ENT Fails To Diagnose Esophageal Cancer In Patient With Persistent Dysphagia

    ENT Expert

    This case involves an elderly female patient with a long history of acid reflux who presented with difficulty swallowing. She was referred to an ENT who ordered a barium study for dysphagia. The study showed reflux but no abnormalities and the patient was prescribed Esomeprazole. After a few months on the medication with no improvement, the ENT recommended an esophagoscopy and direct laryngoscopy, which showed no evidence of a tumor. Following the procedures, the patient continued to have nausea episodes while eating. The patient decided to see a GI who recommended an esophagogastroduodenoscopy (EGD). The test showed severe obstruction and firm narrowing at the gastroesophageal junction. A biopsy was taken at this time and revealed esophageal carcinoma stage IV.

    Question(s) For Expert Witness

    • 1. Should a patient be referred to GI instead of ENT if they have a long history of acid reflux and difficulty swallowing?
    • 2. Should an ENT have an understanding that exams would not properly evaluate gastroesophageal juncture and in what instances should an ENT either refer to a GI or evaluate the possibility of esophageal cancer?

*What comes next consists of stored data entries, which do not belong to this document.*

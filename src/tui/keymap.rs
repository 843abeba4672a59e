//! # Key Bindings
//!
//! Maps key presses to core `Command`s. Every command has a default set of
//! keys; `[keys]` in the config file replaces them per command.
//!
//! Key names are written the way they read: `"j"`, `"G"`, `"space"`,
//! `"enter"`, `"pgdown"`, `"ctrl+n"`, `"alt+left"`.

use std::fmt;

use crossterm::event::{KeyCode, KeyEvent, KeyModifiers};
use log::warn;

use crate::core::Command;
use crate::core::config::KeysConfig;

#[derive(Debug, Clone, Copy, PartialEq, Eq)]
pub struct KeyBinding {
    pub code: KeyCode,
    pub modifiers: KeyModifiers,
}

impl KeyBinding {
    /// Parse a key name such as `"ctrl+n"`. Returns `None` for unknown names.
    pub fn parse(text: &str) -> Option<Self> {
        let text = text.trim();
        // A lone "+" is the plus key, not a separator.
        let (prefix, key) = match text.rsplit_once('+') {
            Some((prefix, "")) if prefix.is_empty() || prefix.ends_with('+') => {
                (prefix.trim_end_matches('+'), "+")
            }
            Some((prefix, key)) => (prefix, key),
            None => ("", text),
        };

        let mut modifiers = KeyModifiers::NONE;
        for part in prefix.split('+').filter(|p| !p.is_empty()) {
            modifiers |= match part.to_ascii_lowercase().as_str() {
                "ctrl" | "control" => KeyModifiers::CONTROL,
                "alt" | "meta" => KeyModifiers::ALT,
                "shift" => KeyModifiers::SHIFT,
                _ => return None,
            };
        }

        let mut chars = key.chars();
        let code = match (chars.next(), chars.next()) {
            (Some(c), None) => {
                if modifiers.contains(KeyModifiers::SHIFT) {
                    modifiers.remove(KeyModifiers::SHIFT);
                    KeyCode::Char(c.to_ascii_uppercase())
                } else {
                    KeyCode::Char(c)
                }
            }
            _ => match key.to_ascii_lowercase().as_str() {
                "space" => KeyCode::Char(' '),
                "enter" | "return" => KeyCode::Enter,
                "esc" | "escape" => KeyCode::Esc,
                "tab" => KeyCode::Tab,
                "backspace" => KeyCode::Backspace,
                "up" => KeyCode::Up,
                "down" => KeyCode::Down,
                "left" => KeyCode::Left,
                "right" => KeyCode::Right,
                "home" => KeyCode::Home,
                "end" => KeyCode::End,
                "pgup" | "pageup" => KeyCode::PageUp,
                "pgdown" | "pagedown" => KeyCode::PageDown,
                _ => return None,
            },
        };
        Some(Self { code, modifiers })
    }

    /// Whether a key event is this binding. Shift is ignored for character
    /// keys since it is already part of the character.
    pub fn matches(&self, event: &KeyEvent) -> bool {
        let mut modifiers =
            event.modifiers & (KeyModifiers::CONTROL | KeyModifiers::ALT | KeyModifiers::SHIFT);
        if matches!(event.code, KeyCode::Char(_)) {
            modifiers.remove(KeyModifiers::SHIFT);
        }
        event.code == self.code && modifiers == self.modifiers
    }
}

impl fmt::Display for KeyBinding {
    fn fmt(&self, f: &mut fmt::Formatter<'_>) -> fmt::Result {
        if self.modifiers.contains(KeyModifiers::CONTROL) {
            write!(f, "ctrl+")?;
        }
        if self.modifiers.contains(KeyModifiers::ALT) {
            write!(f, "alt+")?;
        }
        if self.modifiers.contains(KeyModifiers::SHIFT) {
            write!(f, "shift+")?;
        }
        match self.code {
            KeyCode::Char(' ') => write!(f, "space"),
            KeyCode::Char(c) => write!(f, "{c}"),
            KeyCode::Enter => write!(f, "enter"),
            KeyCode::Esc => write!(f, "esc"),
            KeyCode::Tab => write!(f, "tab"),
            KeyCode::Backspace => write!(f, "backspace"),
            KeyCode::Up => write!(f, "up"),
            KeyCode::Down => write!(f, "down"),
            KeyCode::Left => write!(f, "left"),
            KeyCode::Right => write!(f, "right"),
            KeyCode::Home => write!(f, "home"),
            KeyCode::End => write!(f, "end"),
            KeyCode::PageUp => write!(f, "pgup"),
            KeyCode::PageDown => write!(f, "pgdown"),
            other => write!(f, "{other:?}"),
        }
    }
}

#[derive(Debug, Clone)]
pub struct KeyMap {
    bindings: Vec<(Command, Vec<KeyBinding>)>,
}

const DEFAULTS: &[(Command, &[&str])] = &[
    (Command::MoveUp, &["k", "up", "ctrl+p"]),
    (Command::MoveDown, &["j", "down", "ctrl+n"]),
    (Command::PageUp, &["K", "pgup"]),
    (Command::PageDown, &["J", "pgdown"]),
    (Command::GoToTop, &["g", "home"]),
    (Command::GoToLast, &["G", "end"]),
    (Command::Back, &["h", "left", "backspace", "esc"]),
    (Command::Open, &["l", "right"]),
    (Command::Toggle, &["space"]),
    (Command::Select, &["enter"]),
    (Command::Refresh, &["r"]),
    (Command::Quit, &["q", "ctrl+c"]),
];

impl Default for KeyMap {
    fn default() -> Self {
        Self::from_config(&KeysConfig::default())
    }
}

impl KeyMap {
    /// Defaults with any configured lists swapped in. Unknown key names are
    /// logged and skipped.
    pub fn from_config(keys: &KeysConfig) -> Self {
        let bindings = DEFAULTS
            .iter()
            .map(|&(command, defaults)| {
                let names: Vec<String> = match configured(keys, command) {
                    Some(list) => list.clone(),
                    None => defaults.iter().map(|s| s.to_string()).collect(),
                };
                let parsed = names
                    .iter()
                    .filter_map(|name| {
                        let binding = KeyBinding::parse(name);
                        if binding.is_none() {
                            warn!("Ignoring unknown key {:?} for {:?}", name, command);
                        }
                        binding
                    })
                    .collect();
                (command, parsed)
            })
            .collect();
        Self { bindings }
    }

    pub fn command_for(&self, event: &KeyEvent) -> Option<Command> {
        self.bindings
            .iter()
            .find(|(_, keys)| keys.iter().any(|k| k.matches(event)))
            .map(|(command, _)| *command)
    }

    pub fn keys_for(&self, command: Command) -> &[KeyBinding] {
        self.bindings
            .iter()
            .find(|(c, _)| *c == command)
            .map_or(&[][..], |(_, keys)| keys.as_slice())
    }

    /// One-line summary of the most used keys.
    pub fn help(&self) -> String {
        let first = |command: Command| {
            self.keys_for(command)
                .first()
                .map_or_else(|| "-".to_string(), |k| k.to_string())
        };
        format!(
            "{}/{} move  {} toggle  {} refresh  {} quit",
            first(Command::MoveDown),
            first(Command::MoveUp),
            first(Command::Toggle),
            first(Command::Refresh),
            first(Command::Quit),
        )
    }
}

fn configured(keys: &KeysConfig, command: Command) -> Option<&Vec<String>> {
    match command {
        Command::MoveUp => keys.up.as_ref(),
        Command::MoveDown => keys.down.as_ref(),
        Command::PageUp => keys.page_up.as_ref(),
        Command::PageDown => keys.page_down.as_ref(),
        Command::GoToTop => keys.top.as_ref(),
        Command::GoToLast => keys.last.as_ref(),
        Command::Back => keys.back.as_ref(),
        Command::Open => keys.open.as_ref(),
        Command::Toggle => keys.toggle.as_ref(),
        Command::Select => keys.select.as_ref(),
        Command::Refresh => keys.refresh.as_ref(),
        Command::Quit => keys.quit.as_ref(),
        Command::Resize(..) => None,
    }
}

#[cfg(test)]
mod tests {
    use super::*;

    fn press(code: KeyCode, modifiers: KeyModifiers) -> KeyEvent {
        KeyEvent::new(code, modifiers)
    }

    #[test]
    fn test_parse_named_and_modified_keys() {
        assert_eq!(
            KeyBinding::parse("ctrl+n"),
            Some(KeyBinding {
                code: KeyCode::Char('n'),
                modifiers: KeyModifiers::CONTROL
            })
        );
        assert_eq!(KeyBinding::parse("space").unwrap().code, KeyCode::Char(' '));
        assert_eq!(KeyBinding::parse("PgDown").unwrap().code, KeyCode::PageDown);
        assert_eq!(KeyBinding::parse("shift+g").unwrap().code, KeyCode::Char('G'));
        assert_eq!(KeyBinding::parse("+").unwrap().code, KeyCode::Char('+'));
        assert_eq!(KeyBinding::parse("ctrl++").unwrap().modifiers, KeyModifiers::CONTROL);
        assert_eq!(KeyBinding::parse("hyper+x"), None);
        assert_eq!(KeyBinding::parse("f13"), None);
    }

    #[test]
    fn test_display_round_trips_parse() {
        for name in ["ctrl+n", "space", "G", "alt+left", "pgup"] {
            assert_eq!(KeyBinding::parse(name).unwrap().to_string(), name);
        }
    }

    #[test]
    fn test_default_bindings() {
        let keymap = KeyMap::default();
        let none = KeyModifiers::NONE;
        assert_eq!(keymap.command_for(&press(KeyCode::Char('j'), none)), Some(Command::MoveDown));
        assert_eq!(keymap.command_for(&press(KeyCode::Up, none)), Some(Command::MoveUp));
        assert_eq!(keymap.command_for(&press(KeyCode::Char(' '), none)), Some(Command::Toggle));
        assert_eq!(keymap.command_for(&press(KeyCode::Enter, none)), Some(Command::Select));
        assert_eq!(keymap.command_for(&press(KeyCode::Char('x'), none)), None);
    }

    #[test]
    fn test_shifted_letters_match_uppercase_bindings() {
        let keymap = KeyMap::default();
        let shifted = press(KeyCode::Char('G'), KeyModifiers::SHIFT);
        assert_eq!(keymap.command_for(&shifted), Some(Command::GoToLast));
        let plain = press(KeyCode::Char('g'), KeyModifiers::NONE);
        assert_eq!(keymap.command_for(&plain), Some(Command::GoToTop));
    }

    #[test]
    fn test_ctrl_is_not_ignored() {
        let keymap = KeyMap::default();
        let ctrl_c = press(KeyCode::Char('c'), KeyModifiers::CONTROL);
        assert_eq!(keymap.command_for(&ctrl_c), Some(Command::Quit));
        let ctrl_j = press(KeyCode::Char('j'), KeyModifiers::CONTROL);
        assert_eq!(keymap.command_for(&ctrl_j), None);
    }

    #[test]
    fn test_config_replaces_defaults_per_command() {
        let keys = KeysConfig {
            down: Some(vec!["ctrl+n".to_string(), "bogus-key".to_string()]),
            ..Default::default()
        };
        let keymap = KeyMap::from_config(&keys);
        let ctrl_n = press(KeyCode::Char('n'), KeyModifiers::CONTROL);
        assert_eq!(keymap.command_for(&ctrl_n), Some(Command::MoveDown));
        assert_eq!(keymap.command_for(&press(KeyCode::Char('j'), KeyModifiers::NONE)), None);
        assert_eq!(keymap.keys_for(Command::MoveDown).len(), 1);
        // Untouched commands keep their defaults.
        assert_eq!(
            keymap.command_for(&press(KeyCode::Char('k'), KeyModifiers::NONE)),
            Some(Command::MoveUp)
        );
    }

    #[test]
    fn test_help_uses_first_binding() {
        assert_eq!(KeyMap::default().help(), "j/k move  space toggle  r refresh  q quit");
    }
}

    Expert Witness Response E-052665

    Either ENT or GI is an appropriate place to begin evaluation of swallowing complaints – I can’t fault the choice of one over the other. MBS is actually a reasonable “first pass” at ruling out mass lesions of the esophagus. Acuity of further work-up such as esophagoscopy/EGD depends on nature and severity of the dysphagia, which is not well characterized above – mild sense of effortful swallowing with stable weight, no hematemesis, and no odynophagia is not nearly as concerning, for instance, as a case which included sense that foods were mechanically sticking or a case that included any of the ‘danger’ signs of weight loss, odynophagia, or hematemesis. With this in mind, it seems that work-up from MBS to ENT Esophagoscopy to GI EGD proceeded in fairly short order, all things considered – unless the patient had a very, very strong history of the ‘danger signs’ as listed above, it does not seem that things were delayed. Keep in mind, most reflux patients with mild dysphagia don’t even need EGD – again, depending on the severity of the reflux and severity of the dysphagia. Most esophageal cancers are diagnosed as advanced stage tumors.